[Dataset items]
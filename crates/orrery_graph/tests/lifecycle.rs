//! Start/stop ordering and rollback through the public graph API.

use std::sync::Arc;
use std::sync::mpsc;
use std::thread;
use std::time::Duration;

use orrery_graph::{
    BoxError, DependencyGraph, GraphError, LifecycleEvent, NodeDescriptor, NodeState,
};
use parking_lot::Mutex;

type Log = Arc<Mutex<Vec<String>>>;

/// Registers a node that records `start:<name>` and `stop:<name>` in `log`.
fn tracked(graph: &DependencyGraph, log: &Log, name: &'static str, deps: &[&'static str]) {
    tracked_with(graph, log, name, deps, false);
}

fn tracked_with(
    graph: &DependencyGraph,
    log: &Log,
    name: &'static str,
    deps: &[&'static str],
    fail_start: bool,
) {
    let start_log = Arc::clone(log);
    let stop_log = Arc::clone(log);
    graph
        .register(
            NodeDescriptor::new(name, move |_| {
                if fail_start {
                    return Err(format!("{name} refused to start").into());
                }
                start_log.lock().push(format!("start:{name}"));
                Ok(name)
            })
            .depends_on(deps.iter().copied())
            .with_disposer(move |_: &&'static str| {
                stop_log.lock().push(format!("stop:{name}"));
                Ok(())
            }),
        )
        .unwrap();
}

fn chain(fail_b: bool) -> (DependencyGraph, Log) {
    let graph = DependencyGraph::new();
    let log: Log = Arc::default();
    tracked(&graph, &log, "A", &["B"]);
    tracked_with(&graph, &log, "B", &["C"], fail_b);
    tracked(&graph, &log, "C", &[]);
    (graph, log)
}

#[test]
fn chain_starts_dependencies_first() {
    let (graph, log) = chain(false);
    graph.start("A").unwrap();

    assert_eq!(*log.lock(), ["start:C", "start:B", "start:A"]);
    for name in ["A", "B", "C"] {
        assert_eq!(graph.status(name), Some(NodeState::Up));
    }
}

#[test]
fn stopping_a_dependency_stops_dependents_first() {
    let (graph, log) = chain(false);
    graph.start("A").unwrap();
    log.lock().clear();

    let report = graph.stop("C").unwrap();
    assert_eq!(*log.lock(), ["stop:A", "stop:B", "stop:C"]);
    assert_eq!(report.stopped, ["A", "B", "C"]);
    assert!(report.is_clean());
}

#[test]
fn stopping_a_leaf_leaves_dependencies_up() {
    let (graph, _log) = chain(false);
    graph.start("A").unwrap();

    graph.stop("A").unwrap();
    assert_eq!(graph.status("A"), Some(NodeState::Down));
    assert_eq!(graph.status("B"), Some(NodeState::Up));
    assert_eq!(graph.status("C"), Some(NodeState::Up));
}

#[test]
fn failed_start_rolls_back_nodes_started_by_the_call() {
    let (graph, log) = chain(true);

    let err = graph.start("A").unwrap_err();
    assert!(matches!(err, GraphError::StartFailure { .. }));
    assert_eq!(err.failed_node(), Some("B"));

    assert_eq!(*log.lock(), ["start:C", "stop:C"]);
    for name in ["A", "B", "C"] {
        assert_eq!(graph.status(name), Some(NodeState::Down));
    }
}

#[test]
fn rollback_leaves_previously_up_nodes_untouched() {
    let (graph, log) = chain(true);
    graph.start("C").unwrap();
    log.lock().clear();

    graph.start("A").unwrap_err();
    assert!(log.lock().is_empty(), "C was up before the call: {:?}", log.lock());
    assert_eq!(graph.status("C"), Some(NodeState::Up));
}

#[test]
fn rollback_unwinds_in_reverse_start_order() {
    let graph = DependencyGraph::new();
    let log: Log = Arc::default();
    tracked(&graph, &log, "db", &[]);
    tracked(&graph, &log, "cache", &[]);
    tracked(&graph, &log, "repo", &["db", "cache"]);
    tracked_with(&graph, &log, "api", &["repo"], true);

    graph.start("api").unwrap_err();
    assert_eq!(
        *log.lock(),
        [
            "start:db",
            "start:cache",
            "start:repo",
            "stop:repo",
            "stop:cache",
            "stop:db"
        ]
    );
}

#[test]
fn disposer_failure_does_not_stop_teardown() {
    let graph = DependencyGraph::new();
    let log: Log = Arc::default();
    tracked(&graph, &log, "base", &[]);
    graph
        .register(
            NodeDescriptor::new("leaky", |_| Ok(()))
                .depends_on(["base"])
                .with_disposer(|_: &()| Err("handle leaked".into())),
        )
        .unwrap();
    tracked(&graph, &log, "top", &["leaky"]);

    graph.start("top").unwrap();
    log.lock().clear();

    let report = graph.stop("base").unwrap();
    assert_eq!(report.stopped, ["top", "leaky", "base"]);
    assert_eq!(report.failures.len(), 1);
    assert_eq!(report.failures[0].node, "leaky");
    assert_eq!(*log.lock(), ["stop:top", "stop:base"]);
}

/// Runs `f` on its own thread and fails the test if it does not return.
fn within_deadline<R: Send + 'static>(f: impl FnOnce() -> R + Send + 'static) -> R {
    let (tx, rx) = mpsc::channel();
    thread::spawn(move || {
        let _ = tx.send(f());
    });
    rx.recv_timeout(Duration::from_secs(10)).expect("graph call did not return")
}

#[test]
fn panicking_factory_fails_the_start_and_rolls_back() {
    let graph = Arc::new(DependencyGraph::new());
    let log: Log = Arc::default();
    tracked(&graph, &log, "A", &["B"]);
    graph
        .register(
            NodeDescriptor::new("B", |_| -> Result<(), BoxError> { panic!("B exploded") })
                .depends_on(["C"]),
        )
        .unwrap();
    tracked(&graph, &log, "C", &[]);

    let err = graph.start("A").unwrap_err();
    assert_eq!(err.failed_node(), Some("B"));
    let GraphError::StartFailure { source, .. } = &err else {
        panic!("expected StartFailure, got {err:?}");
    };
    assert_eq!(source.to_string(), "factory panicked: B exploded");
    assert_eq!(*log.lock(), ["start:C", "stop:C"]);
    for name in ["A", "B", "C"] {
        assert_eq!(graph.status(name), Some(NodeState::Down));
    }

    // B settled and released its pin on C, so neither call blocks.
    let shared = Arc::clone(&graph);
    within_deadline(move || {
        shared.start("C").unwrap();
        shared.stop("C").unwrap();
        shared.unregister("A").unwrap();
        shared.unregister("B").unwrap();
        shared.unregister("C").unwrap();
    });
    assert!(graph.is_empty());
}

#[test]
fn panicking_disposer_is_reported_and_the_node_goes_down() {
    let graph = Arc::new(DependencyGraph::new());
    let log: Log = Arc::default();
    tracked(&graph, &log, "base", &[]);
    graph
        .register(
            NodeDescriptor::new("fragile", |_| Ok(()))
                .depends_on(["base"])
                .with_disposer(|_: &()| -> Result<(), BoxError> {
                    std::panic::panic_any(String::from("socket gone"))
                }),
        )
        .unwrap();

    graph.start("fragile").unwrap();
    log.lock().clear();

    let shared = Arc::clone(&graph);
    let report = within_deadline(move || shared.stop("base").unwrap());
    assert_eq!(report.stopped, ["fragile", "base"]);
    assert_eq!(report.failures.len(), 1);
    assert_eq!(report.failures[0].node, "fragile");
    assert_eq!(
        report.failures[0].error.to_string(),
        "disposer panicked: socket gone"
    );
    assert_eq!(*log.lock(), ["stop:base"]);
    assert_eq!(graph.status("fragile"), Some(NodeState::Down));

    graph.start("fragile").unwrap();
    assert_eq!(graph.status("fragile"), Some(NodeState::Up));
}

#[test]
fn listeners_observe_rollback() {
    let (graph, _log) = chain(true);
    let events = Arc::new(Mutex::new(Vec::new()));
    let sink = Arc::clone(&events);
    graph
        .register_listener("events", move |event: &LifecycleEvent| {
            sink.lock().push(event.to_string());
        })
        .unwrap();

    graph.start("A").unwrap_err();
    assert_eq!(
        *events.lock(),
        [
            "C starting",
            "C up",
            "B starting",
            "B start failed",
            "C stopping",
            "C down"
        ]
    );
}

#[test]
fn start_failure_event_carries_cause() {
    let (graph, _log) = chain(true);
    let failure = Arc::new(Mutex::new(None));
    let sink = Arc::clone(&failure);
    graph
        .register_listener("failures", move |event: &LifecycleEvent| {
            if let LifecycleEvent::StartFailed { node, error } = event {
                *sink.lock() = Some((node.clone(), error.clone()));
            }
        })
        .unwrap();

    graph.start("A").unwrap_err();
    let (node, error) = failure.lock().clone().unwrap();
    assert_eq!(node, "B");
    assert!(error.contains("B refused to start"), "{error}");
}

#[test]
fn nodes_restart_after_stop() {
    let (graph, log) = chain(false);
    graph.start("A").unwrap();
    graph.stop("C").unwrap();
    log.lock().clear();

    graph.start("A").unwrap();
    assert_eq!(*log.lock(), ["start:C", "start:B", "start:A"]);
}

#[test]
fn forward_reference_resolves_once_registered() {
    let graph = DependencyGraph::new();
    graph
        .register(NodeDescriptor::new("app", |_| Ok(())).depends_on(["store"]))
        .unwrap();
    assert!(matches!(
        graph.start("app"),
        Err(GraphError::MissingDependency { .. })
    ));

    graph.register(NodeDescriptor::new("store", |_| Ok(()))).unwrap();
    graph.start("app").unwrap();
    assert_eq!(graph.dependents("store"), ["app"]);
}

#[test]
fn cycle_through_forward_reference_is_rejected() {
    let graph = DependencyGraph::new();
    graph
        .register(NodeDescriptor::new("a", |_| Ok(())).depends_on(["b"]))
        .unwrap();
    graph
        .register(NodeDescriptor::new("b", |_| Ok(())).depends_on(["c"]))
        .unwrap();

    let err = graph
        .register(NodeDescriptor::new("c", |_| Ok(())).depends_on(["a"]))
        .unwrap_err();
    assert_eq!(err.to_string(), "dependency cycle: c -> a -> b -> c");
    assert_eq!(graph.len(), 2);
}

#### [REQUIREMENT]
Count every line in the records that holds "StartFailure" and give that count by itself.

#### [OUTPUT FOR THIS EXERCISE]
3